A writing assignment for
Vanity Fair
became the answer to my wish for freedom. I was sailing for Paris in a few days to start my new life, the next chapter. But all great stories should end with fresh moments, and I found mine in an English writer we called Lulu.
“What sweet goddess is this?” he’d said.
I’d been reclining on a settee in a midafternoon salon, indulging in a rogue ray of sunlight that had pushed between buildings and winter clouds to find me. I turned to look at this new man, a gentleman by the tailoring, and allowed him to kneel beside me and grasp my hand. My peers were already drunk, but I hadn’t yet begun. In truth, I’d been ill in my nerves and my belly, and the touch of his graceful fingers seemed to permeate my chill, and send warmth through my body. I knew the sunlight must have turned my hair a hundred shades of copper, and brought out the gold in my green eyes, and I gave him my softest, most welcoming gaze.
“Finally, a man who knows how to treat me,” I said.
“Don’t fault them,” he said, gesturing to the room behind him. “Mortals don’t know how to behave in the presence of angels.”
“Ha!” I laughed. “A fallen angel, perhaps, but I think goddess would be more appropriate.”
“Or Jezebel.”
“I consider that a high compliment.”
“You won’t be good for my soul,” he said.
“Then put it on a shelf while I attend to your body.”
I thought he would die of pleasure, and for the next few days, I let him learn all about me.
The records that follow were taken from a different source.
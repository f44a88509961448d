//! One-shot credential validation endpoints.
//!
//! POST variants probe with caller-supplied credentials; GET variants use
//! the stored settings + secrets. Both return `{valid, error?}` and never
//! fail the HTTP request itself.

use std::sync::Arc;

use axum::extract::State;
use axum::Json;
use serde::Deserialize;
use spiegel_clients::{AzureDevOpsClient, GithubClient, StackOverflowClient, ValidationOutcome};
use tokio_util::sync::CancellationToken;

use crate::state::AppState;
use crate::upstreams;

use super::{internal_error, ApiResult};

// ── Payloads ──────────────────────────────────────────────────

#[derive(Debug, Deserialize, utoipa::ToSchema)]
#[serde(rename_all = "camelCase")]
pub struct TrackerPayload {
    #[serde(default)]
    pub org: Option<String>,
    #[serde(default)]
    pub project: Option<String>,
    #[serde(default)]
    pub api_version: Option<String>,
    #[serde(default)]
    pub username: Option<String>,
    pub pat: String,
}

#[derive(Debug, Deserialize, utoipa::ToSchema)]
#[serde(rename_all = "camelCase")]
pub struct ScmPayload {
    #[serde(default)]
    pub api_url: Option<String>,
    pub token: String,
}

#[derive(Debug, Deserialize, utoipa::ToSchema)]
#[serde(rename_all = "camelCase")]
pub struct QaInternalPayload {
    pub key: String,
}

// ── Work-item tracker ─────────────────────────────────────────

/// POST /api/validate/tracker.
#[utoipa::path(
    post,
    path = "/api/validate/tracker",
    tag = "Validation",
    request_body = TrackerPayload,
    responses((status = 200, description = "Validation outcome", body = Object))
)]
pub async fn validate_tracker(
    State(state): State<Arc<AppState>>,
    Json(payload): Json<TrackerPayload>,
) -> ApiResult<Json<ValidationOutcome>> {
    let settings = state.settings.load().map_err(internal_error)?;
    let client = AzureDevOpsClient::new(
        &state.config.upstreams.devops_base,
        payload.org.unwrap_or(settings.azure_dev_ops.org),
        payload.project.unwrap_or(settings.azure_dev_ops.project),
        payload
            .api_version
            .unwrap_or(settings.azure_dev_ops.api_version),
        payload.username.unwrap_or_default(),
        payload.pat,
    );
    let outcome = client.validate(&CancellationToken::new()).await;
    Ok(Json(ValidationOutcome::from(outcome)))
}

/// GET /api/validate/tracker — stored credentials.
#[utoipa::path(
    get,
    path = "/api/validate/tracker",
    tag = "Validation",
    responses((status = 200, description = "Validation outcome", body = Object))
)]
pub async fn validate_tracker_stored(
    State(state): State<Arc<AppState>>,
) -> ApiResult<Json<ValidationOutcome>> {
    let settings = state.settings.load().map_err(internal_error)?;
    let outcome = match upstreams::build_tracker(&state, &settings) {
        Ok(client) => client.validate(&CancellationToken::new()).await,
        Err(e) => Err(e),
    };
    Ok(Json(ValidationOutcome::from(outcome)))
}

// ── SCM ───────────────────────────────────────────────────────

/// POST /api/validate/scm.
#[utoipa::path(
    post,
    path = "/api/validate/scm",
    tag = "Validation",
    request_body = ScmPayload,
    responses((status = 200, description = "Validation outcome", body = Object))
)]
pub async fn validate_scm(
    State(state): State<Arc<AppState>>,
    Json(payload): Json<ScmPayload>,
) -> ApiResult<Json<ValidationOutcome>> {
    let settings = state.settings.load().map_err(internal_error)?;
    let client = GithubClient::new(
        payload.api_url.unwrap_or(settings.github.api_url),
        payload.token,
    );
    let outcome = client.validate(&CancellationToken::new()).await;
    Ok(Json(ValidationOutcome::from(outcome)))
}

/// GET /api/validate/scm — stored credentials.
#[utoipa::path(
    get,
    path = "/api/validate/scm",
    tag = "Validation",
    responses((status = 200, description = "Validation outcome", body = Object))
)]
pub async fn validate_scm_stored(
    State(state): State<Arc<AppState>>,
) -> ApiResult<Json<ValidationOutcome>> {
    let settings = state.settings.load().map_err(internal_error)?;
    let outcome = match upstreams::build_github(&state, &settings) {
        Ok(client) => client.validate(&CancellationToken::new()).await,
        Err(e) => Err(e),
    };
    Ok(Json(ValidationOutcome::from(outcome)))
}

// ── Internal question board ───────────────────────────────────

/// POST /api/validate/qa-internal.
#[utoipa::path(
    post,
    path = "/api/validate/qa-internal",
    tag = "Validation",
    request_body = QaInternalPayload,
    responses((status = 200, description = "Validation outcome", body = Object))
)]
pub async fn validate_qa_internal(
    State(state): State<Arc<AppState>>,
    Json(payload): Json<QaInternalPayload>,
) -> ApiResult<Json<ValidationOutcome>> {
    let client = StackOverflowClient::internal(
        &state.config.upstreams.internal_api,
        &state.config.upstreams.internal_web,
        payload.key,
    );
    let outcome = client.validate(&CancellationToken::new()).await;
    Ok(Json(ValidationOutcome::from(outcome)))
}

/// GET /api/validate/qa-internal — stored credentials.
#[utoipa::path(
    get,
    path = "/api/validate/qa-internal",
    tag = "Validation",
    responses((status = 200, description = "Validation outcome", body = Object))
)]
pub async fn validate_qa_internal_stored(
    State(state): State<Arc<AppState>>,
) -> ApiResult<Json<ValidationOutcome>> {
    let outcome = match upstreams::build_internal_board(&state) {
        Ok(client) => client.validate(&CancellationToken::new()).await,
        Err(e) => Err(e),
    };
    Ok(Json(ValidationOutcome::from(outcome)))
}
This man almost ten years my senior was a child in my willing hands, moldable like clay, a puppet without strings. I allowed him to stoke his obsession of me because I knew I’d be leaving him soon, but I had to teach him to be like me. Otherwise, he’d be in for a lifetime of devastation. He still would, no doubt, but a healthy dose of distance from love might save him some heartache.
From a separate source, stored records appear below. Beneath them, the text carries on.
// ── GitHub ────────────────────────────────────────────────────

pub struct GithubReconciler {
    pub client: GithubClient,
    pub tracker: AzureDevOpsClient,
    pub org: String,
    pub repositories: Vec<GithubRepoSpec>,
    pub created_after_iso: String,
    /// Instant of the previous run, for the label-event filter.
    pub last_run: DateTime<Utc>,
    pub push_to_tracker: bool,
    pub pace: Duration,
    pub throttle_backoff: Duration,
    pub sink: Arc<dyn SnapshotSink>,
    pub progress: ProgressFn,
    pub cancel: CancellationToken,
}

impl GithubReconciler {
    pub async fn run(&self) -> Result<SourceReport, UpstreamError> {
        let kind = SourceKind::Github;
        let mut collected = Vec::new();

        for repo in &self.repositories {
            checkpoint(kind, &self.cancel)?;
            (self.progress)(&format!("GitHub: {}", repo.name));
            tokio::time::sleep(self.pace).await;
            checkpoint(kind, &self.cancel)?;

            let result = self
                .client
                .search_issues(
                    &self.org,
                    &repo.name,
                    repo.label.as_deref(),
                    &self.created_after_iso,
                    &repo.excluded_labels,
                    &self.cancel,
                )
                .await;

            match result {
                Ok(mut issues) => {
                    if let Some(label) = &repo.label {
                        issues.retain(|issue| {
                            normalize::label_applied_after(issue, label, self.last_run)
                        });
                    }
                    collected.extend(issues);
                }
                Err(e) if e.kind == ErrorKind::Throttled => {
                    // One fixed back-off; the repository yields nothing this
                    // run and the sweep continues.
                    warn!(repo = %repo.name, "throttled; backing off");
                    tokio::time::sleep(self.throttle_backoff).await;
                }
                Err(e) => return Err(e),
            }
        }

        let issues = normalize::normalize_github_issues(collected);
        info!(source = kind.label(), found = issues.len(), "fetch complete");

        reconcile_with_tracker(
            kind,
            &self.tracker,
            self.sink.as_ref(),
            &self.cancel,
            self.push_to_tracker,
            issues,
        )
        .await
    }
}

// ── Shared mirror-lookup / diff / create phases ───────────────

async fn reconcile_with_tracker(
    kind: SourceKind,
    tracker: &AzureDevOpsClient,
    sink: &dyn SnapshotSink,
    cancel: &CancellationToken,
    push_to_tracker: bool,
    issues: Vec<NormalizedIssue>,
) -> Result<SourceReport, UpstreamError> {
    let found = IssueBlock::new(issues);
    sink.write_found(kind, &found)
        .await
        .map_err(|e| sink_err(kind, e))?;

    if found.count == 0 {
        return Ok(SourceReport::none_found(kind));
    }

    let mut matches: Vec<WorkItemMatch> = Vec::new();
    let mut new_issues: Vec<NormalizedIssue> = Vec::new();

    for issue in &found.issues {
        checkpoint(kind, cancel)?;
        let refs = tracker
            .search_work_item_by_issue_id(&issue.issue_id, cancel)
            .await?;

        match refs.into_iter().next() {
            None => new_issues.push(issue.clone()),
            Some(item_ref) => {
                checkpoint(kind, cancel)?;
                let detail = tracker.get_work_item_by_url(&item_ref.url, cancel).await?;
                let stored_title = detail.field_str("System.Title").to_string();
                let title_unchanged = stored_title == issue.title;
                matches.push(WorkItemMatch {
                    work_item_id: detail.id,
                    title: stored_title,
                    devops_url: detail.url.clone().unwrap_or(item_ref.url),
                    issue_id: issue.issue_id.clone(),
                    issue_url: issue.url.clone(),
                });
                // A retitled upstream issue counts as new even though its
                // id already exists in the tracker.
                if !title_unchanged {
                    new_issues.push(issue.clone());
                }
            }
        }
    }

    sink.write_matches(kind, &matches)
        .await
        .map_err(|e| sink_err(kind, e))?;
    let new_block = IssueBlock::new(new_issues);
    sink.write_new(kind, &new_block)
        .await
        .map_err(|e| sink_err(kind, e))?;

    if new_block.count == 0 {
        return Ok(SourceReport::nothing_to_add(kind));
    }
    if !push_to_tracker {
        info!(source = kind.label(), new = new_block.count, "push disabled; report only");
        return Ok(SourceReport::report_only(new_block.count));
    }

    let mut last_create = None;
    for issue in &new_block.issues {
        checkpoint(kind, cancel)?;
        last_create = Some(tracker.add_work_item(issue, cancel).await?);
    }
    info!(source = kind.label(), created = new_block.count, "work items created");

    Ok(SourceReport::created(new_block.count, last_create))
}
mod api;
mod cli;
mod jobs;
mod router;
mod secret_store;
mod settings_store;
mod snapshot_store;
mod state;
mod store_util;
mod telemetry;
mod upstreams;

use std::sync::Arc;

use tracing::info;

use state::AppState;

/// Initialize shared state and start the HTTP control plane.
async fn serve(config: &spiegel_core::Config) -> anyhow::Result<()> {
    config.log_summary();

    let state = Arc::new(AppState::new(config.clone())?);
    let app = router::build_router(state);

    // Port 0 binds an ephemeral port; log the resolved address.
    let addr = format!("{}:{}", config.server.host, config.server.port);
    let listener = tokio::net::TcpListener::bind(&addr).await?;
    info!("control plane listening on http://{}", listener.local_addr()?);

    axum::serve(listener, app).await?;
    Ok(())
}

#[tokio::main]
async fn main() -> anyhow::Result<()> {
    spiegel_core::config::load_dotenv();
    let config = spiegel_core::Config::from_env();

    // `isVerbose` in the settings document widens the log level.
    let verbose = settings_store::SettingsStore::new(&config.storage.data_dir)
        .load()
        .map(|settings| settings.is_verbose)
        .unwrap_or(false);
    tracing_subscriber::fmt()
        .with_target(false)
        .with_level(true)
        .with_max_level(if verbose {
            tracing::Level::DEBUG
        } else {
            tracing::Level::INFO
        })
        .init();

    let args: Vec<String> = std::env::args().collect();

    // Dispatch non-serve subcommands; returns false for `serve`.
    if !cli::dispatch(&config, &args).await? {
        serve(&config).await?;
    }

    Ok(())
}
We lay in a steamy tumble of limbs on the last night I would bring him in my bed, and I unthreaded myself from him, and sat up to light a cigarette. He gazed at me as if trying to memorize my every feature.
“Lulu, I command you to take control of your senses,” I said.
“I can’t. I don’t want to. I only want to adore you.”
“And you have, but this swell of feeling must be stifled. Step away from this room in your head. Look in on it. What do you see?”
“The very definition of beauty, animated by cruelty.”
“Good,” I said. “At least you see the dark with the light. Move farther out. What is there?”
“The poor man who can see nothing else beyond the beauty, whose heart is about to be torn from his ribs.”
“Excellent. Now go farther away. What’s the view now?”
“A building of young people, exploding with ideas and creativity. Revolutionaries, artists, and poets at the start of a movement, getting high on each other.”